#### ACTIVITY
Throughout the listing that follows, find each line with the word "last" and copy it.

######

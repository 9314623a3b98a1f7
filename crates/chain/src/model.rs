//! Lending protocol data model as observed by the liquidator.
//!
//! Banks hold the static and dynamic metadata of a supported asset,
//! balances record an account's shares in a bank, and the group snapshot
//! ties banks to their latest oracle prices.

use alloy::primitives::Address;
use serde::{Deserialize, Serialize};
use std::collections::HashMap;

/// Share count below which a balance side is considered empty (1 native unit).
pub const EMPTY_BALANCE_THRESHOLD: f64 = 1.0;

/// Valuation mode selecting which weight applies to a balance.
#[derive(Debug, Clone, Copy, PartialEq, Eq, Hash, Serialize, Deserialize)]
pub enum MarginRequirement {
    /// Weights used when opening new positions
    Initial,
    /// Weights used for the liquidation test
    Maintenance,
    /// Unweighted (weight = 1)
    Equity,
}

/// Oracle price adjustment used for conservative valuations.
#[derive(Debug, Clone, Copy, PartialEq, Eq, Hash, Serialize, Deserialize)]
pub enum PriceBias {
    /// Raw oracle price
    None,
    /// Price minus confidence interval
    Lowest,
    /// Price plus confidence interval
    Highest,
}

/// Point-in-time oracle snapshot for a bank.
#[derive(Debug, Clone, Copy, PartialEq, Serialize, Deserialize)]
pub struct PriceInfo {
    /// USD price per UI unit
    pub price: f64,
    /// Confidence interval (USD)
    #[serde(default)]
    pub confidence: f64,
}

impl PriceInfo {
    pub fn new(price: f64, confidence: f64) -> Self {
        Self { price, confidence }
    }

    /// Price adjusted by the requested bias, never negative.
    pub fn biased(&self, bias: PriceBias) -> f64 {
        match bias {
            PriceBias::None => self.price,
            PriceBias::Lowest => (self.price - self.confidence).max(0.0),
            PriceBias::Highest => self.price + self.confidence,
        }
    }
}

/// Risk classification of a bank.
#[derive(Debug, Clone, Copy, Default, PartialEq, Eq, Hash, Serialize, Deserialize)]
#[serde(rename_all = "lowercase")]
pub enum RiskTier {
    #[default]
    Collateral,
    /// Borrowing this asset prevents borrowing anything else
    Isolated,
}

/// Weight configuration of a bank.
#[derive(Debug, Clone, Copy, PartialEq, Serialize, Deserialize)]
pub struct BankConfig {
    pub asset_weight_init: f64,
    pub asset_weight_maint: f64,
    pub liability_weight_init: f64,
    pub liability_weight_maint: f64,
    #[serde(default)]
    pub risk_tier: RiskTier,
}

impl Default for BankConfig {
    fn default() -> Self {
        Self {
            asset_weight_init: 1.0,
            asset_weight_maint: 1.0,
            liability_weight_init: 1.0,
            liability_weight_maint: 1.0,
            risk_tier: RiskTier::Collateral,
        }
    }
}

/// A supported asset of the lending group.
#[derive(Debug, Clone, PartialEq, Serialize, Deserialize)]
pub struct Bank {
    pub address: Address,
    pub mint: Address,
    pub mint_decimals: u8,
    /// Native units per asset share
    #[serde(default = "default_share_value")]
    pub asset_share_value: f64,
    /// Native units per liability share
    #[serde(default = "default_share_value")]
    pub liability_share_value: f64,
    #[serde(default)]
    pub config: BankConfig,
}

fn default_share_value() -> f64 {
    1.0
}

impl Bank {
    pub fn new(address: Address, mint: Address, mint_decimals: u8, config: BankConfig) -> Self {
        Self {
            address,
            mint,
            mint_decimals,
            asset_share_value: 1.0,
            liability_share_value: 1.0,
            config,
        }
    }

    /// Isolated banks are excluded from collateral (zero initial asset weight)
    /// or explicitly flagged.
    pub fn is_isolated(&self) -> bool {
        self.config.risk_tier == RiskTier::Isolated || self.config.asset_weight_init == 0.0
    }

    pub fn asset_weight(&self, requirement: MarginRequirement) -> f64 {
        match requirement {
            MarginRequirement::Initial => self.config.asset_weight_init,
            MarginRequirement::Maintenance => self.config.asset_weight_maint,
            MarginRequirement::Equity => 1.0,
        }
    }

    pub fn liability_weight(&self, requirement: MarginRequirement) -> f64 {
        match requirement {
            MarginRequirement::Initial => self.config.liability_weight_init,
            MarginRequirement::Maintenance => self.config.liability_weight_maint,
            MarginRequirement::Equity => 1.0,
        }
    }

    /// Scale a native quantity down to UI units.
    pub fn native_to_ui(&self, native: f64) -> f64 {
        native / 10f64.powi(self.mint_decimals as i32)
    }

    /// Scale a UI quantity up to native units.
    pub fn ui_to_native(&self, ui: f64) -> f64 {
        ui * 10f64.powi(self.mint_decimals as i32)
    }

    /// Unweighted USD value of a UI quantity.
    pub fn compute_usd_value(&self, price: &PriceInfo, quantity_ui: f64, bias: PriceBias) -> f64 {
        quantity_ui * price.biased(bias)
    }

    /// Weighted USD value of a native asset quantity.
    pub fn compute_asset_usd_value(
        &self,
        price: &PriceInfo,
        quantity_native: f64,
        requirement: MarginRequirement,
        bias: PriceBias,
    ) -> f64 {
        self.compute_usd_value(price, self.native_to_ui(quantity_native), bias)
            * self.asset_weight(requirement)
    }

    /// Weighted USD value of a native liability quantity.
    pub fn compute_liability_usd_value(
        &self,
        price: &PriceInfo,
        quantity_native: f64,
        requirement: MarginRequirement,
        bias: PriceBias,
    ) -> f64 {
        self.compute_usd_value(price, self.native_to_ui(quantity_native), bias)
            * self.liability_weight(requirement)
    }

    /// UI quantity of this bank's asset worth `usd_value` at the biased price.
    pub fn compute_quantity_from_usd_value(
        &self,
        price: &PriceInfo,
        usd_value: f64,
        bias: PriceBias,
    ) -> f64 {
        let price = price.biased(bias);
        if price <= 0.0 {
            return 0.0;
        }
        usd_value / price
    }
}

/// Asset and liability quantities of a balance.
#[derive(Debug, Clone, Copy, Default, PartialEq)]
pub struct Quantity {
    pub assets: f64,
    pub liabilities: f64,
}

/// Asset and liability USD values of a balance.
#[derive(Debug, Clone, Copy, Default, PartialEq)]
pub struct UsdValue {
    pub assets: f64,
    pub liabilities: f64,
}

/// Per-bank position of an account.
#[derive(Debug, Clone, PartialEq, Serialize, Deserialize)]
pub struct Balance {
    pub bank: Address,
    #[serde(default)]
    pub asset_shares: f64,
    #[serde(default)]
    pub liability_shares: f64,
}

impl Balance {
    pub fn new(bank: Address) -> Self {
        Self {
            bank,
            asset_shares: 0.0,
            liability_shares: 0.0,
        }
    }

    pub fn is_active(&self) -> bool {
        self.asset_shares >= EMPTY_BALANCE_THRESHOLD
            || self.liability_shares >= EMPTY_BALANCE_THRESHOLD
    }

    /// Native quantities.
    pub fn compute_quantity(&self, bank: &Bank) -> Quantity {
        Quantity {
            assets: self.asset_shares * bank.asset_share_value,
            liabilities: self.liability_shares * bank.liability_share_value,
        }
    }

    /// UI-scaled quantities.
    pub fn compute_quantity_ui(&self, bank: &Bank) -> Quantity {
        let native = self.compute_quantity(bank);
        Quantity {
            assets: bank.native_to_ui(native.assets),
            liabilities: bank.native_to_ui(native.liabilities),
        }
    }

    /// USD value with conservative prices: assets at the lowest and
    /// liabilities at the highest end of the confidence interval.
    pub fn compute_usd_value(
        &self,
        bank: &Bank,
        price: &PriceInfo,
        requirement: MarginRequirement,
    ) -> UsdValue {
        let quantity = self.compute_quantity(bank);
        UsdValue {
            assets: bank.compute_asset_usd_value(
                price,
                quantity.assets,
                requirement,
                PriceBias::Lowest,
            ),
            liabilities: bank.compute_liability_usd_value(
                price,
                quantity.liabilities,
                requirement,
                PriceBias::Highest,
            ),
        }
    }
}

/// A participant's lending account.
#[derive(Debug, Clone, PartialEq, Serialize, Deserialize)]
pub struct Account {
    pub address: Address,
    pub authority: Address,
    #[serde(default)]
    pub balances: Vec<Balance>,
}

impl Account {
    pub fn new(address: Address, authority: Address) -> Self {
        Self {
            address,
            authority,
            balances: Vec::new(),
        }
    }

    pub fn active_balances(&self) -> impl Iterator<Item = &Balance> {
        self.balances.iter().filter(|b| b.is_active())
    }

    /// Active balance for a bank, if any.
    pub fn balance(&self, bank: &Address) -> Option<&Balance> {
        self.active_balances().find(|b| &b.bank == bank)
    }

    /// Balance for a bank, created empty when missing.
    pub fn balance_mut(&mut self, bank: Address) -> &mut Balance {
        if let Some(idx) = self.balances.iter().position(|b| b.bank == bank) {
            &mut self.balances[idx]
        } else {
            self.balances.push(Balance::new(bank));
            let last = self.balances.len() - 1;
            &mut self.balances[last]
        }
    }
}

/// Banks and oracle prices of a lending group at one point in time.
#[derive(Debug, Clone, Default)]
pub struct GroupSnapshot {
    banks: HashMap<Address, Bank>,
    prices: HashMap<Address, PriceInfo>,
}

impl GroupSnapshot {
    pub fn new() -> Self {
        Self::default()
    }

    pub fn with_bank(mut self, bank: Bank, price: PriceInfo) -> Self {
        self.insert(bank, price);
        self
    }

    pub fn insert(&mut self, bank: Bank, price: PriceInfo) {
        self.prices.insert(bank.address, price);
        self.banks.insert(bank.address, bank);
    }

    pub fn bank(&self, address: &Address) -> Option<&Bank> {
        self.banks.get(address)
    }

    pub fn bank_by_mint(&self, mint: &Address) -> Option<&Bank> {
        self.banks.values().find(|b| &b.mint == mint)
    }

    pub fn price(&self, bank: &Address) -> Option<&PriceInfo> {
        self.prices.get(bank)
    }

    /// Bank and price together, the pair every valuation needs.
    pub fn bank_with_price(&self, address: &Address) -> Option<(&Bank, &PriceInfo)> {
        Some((self.banks.get(address)?, self.prices.get(address)?))
    }

    pub fn banks(&self) -> impl Iterator<Item = &Bank> {
        self.banks.values()
    }

    pub fn len(&self) -> usize {
        self.banks.len()
    }

    pub fn is_empty(&self) -> bool {
        self.banks.is_empty()
    }
}

#[cfg(test)]
mod tests {
    use super::*;

    fn sol_bank() -> Bank {
        Bank::new(
            Address::repeat_byte(0x11),
            Address::repeat_byte(0x21),
            9,
            BankConfig {
                asset_weight_init: 0.8,
                asset_weight_maint: 0.9,
                liability_weight_init: 1.25,
                liability_weight_maint: 1.1,
                risk_tier: RiskTier::Collateral,
            },
        )
    }

    #[test]
    fn test_price_bias() {
        let price = PriceInfo::new(100.0, 2.0);
        assert_eq!(price.biased(PriceBias::None), 100.0);
        assert_eq!(price.biased(PriceBias::Lowest), 98.0);
        assert_eq!(price.biased(PriceBias::Highest), 102.0);

        let thin = PriceInfo::new(1.0, 5.0);
        assert_eq!(thin.biased(PriceBias::Lowest), 0.0);
    }

    #[test]
    fn test_balance_quantity_and_activity() {
        let mut bank = sol_bank();
        bank.asset_share_value = 1.5;

        let mut balance = Balance::new(bank.address);
        assert!(!balance.is_active());

        balance.asset_shares = 2_000_000_000.0;
        assert!(balance.is_active());

        let quantity = balance.compute_quantity(&bank);
        assert_eq!(quantity.assets, 3_000_000_000.0);
        assert_eq!(balance.compute_quantity_ui(&bank).assets, 3.0);

        balance.asset_shares = 0.5;
        assert!(!balance.is_active());
    }

    #[test]
    fn test_weighted_usd_values() {
        let bank = sol_bank();
        let price = PriceInfo::new(100.0, 1.0);
        let mut balance = Balance::new(bank.address);
        balance.asset_shares = 1_000_000_000.0; // 1 SOL

        let equity = balance.compute_usd_value(&bank, &price, MarginRequirement::Equity);
        assert!((equity.assets - 99.0).abs() < 1e-9);

        let init = balance.compute_usd_value(&bank, &price, MarginRequirement::Initial);
        assert!((init.assets - 99.0 * 0.8).abs() < 1e-9);

        let liab = bank.compute_liability_usd_value(
            &price,
            1_000_000_000.0,
            MarginRequirement::Initial,
            PriceBias::None,
        );
        assert!((liab - 125.0).abs() < 1e-9);
    }

    #[test]
    fn test_quantity_from_usd_value() {
        let bank = sol_bank();
        let price = PriceInfo::new(50.0, 0.0);
        assert_eq!(bank.compute_quantity_from_usd_value(&price, 100.0, PriceBias::None), 2.0);
        assert_eq!(
            bank.compute_quantity_from_usd_value(&PriceInfo::new(0.0, 0.0), 100.0, PriceBias::None),
            0.0
        );
    }

    #[test]
    fn test_isolated_detection() {
        let mut bank = sol_bank();
        assert!(!bank.is_isolated());
        bank.config.asset_weight_init = 0.0;
        assert!(bank.is_isolated());
        bank.config.asset_weight_init = 0.5;
        bank.config.risk_tier = RiskTier::Isolated;
        assert!(bank.is_isolated());
    }

    #[test]
    fn test_group_lookup_by_mint() {
        let bank = sol_bank();
        let group = GroupSnapshot::new().with_bank(bank.clone(), PriceInfo::new(100.0, 0.0));
        assert_eq!(group.bank_by_mint(&bank.mint).map(|b| b.address), Some(bank.address));
        assert!(group.bank_with_price(&Address::ZERO).is_none());
        assert_eq!(group.len(), 1);
    }
}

######

#### WORKED SOLUTION
            let last = self.balances.len() - 1;
            &mut self.balances[last]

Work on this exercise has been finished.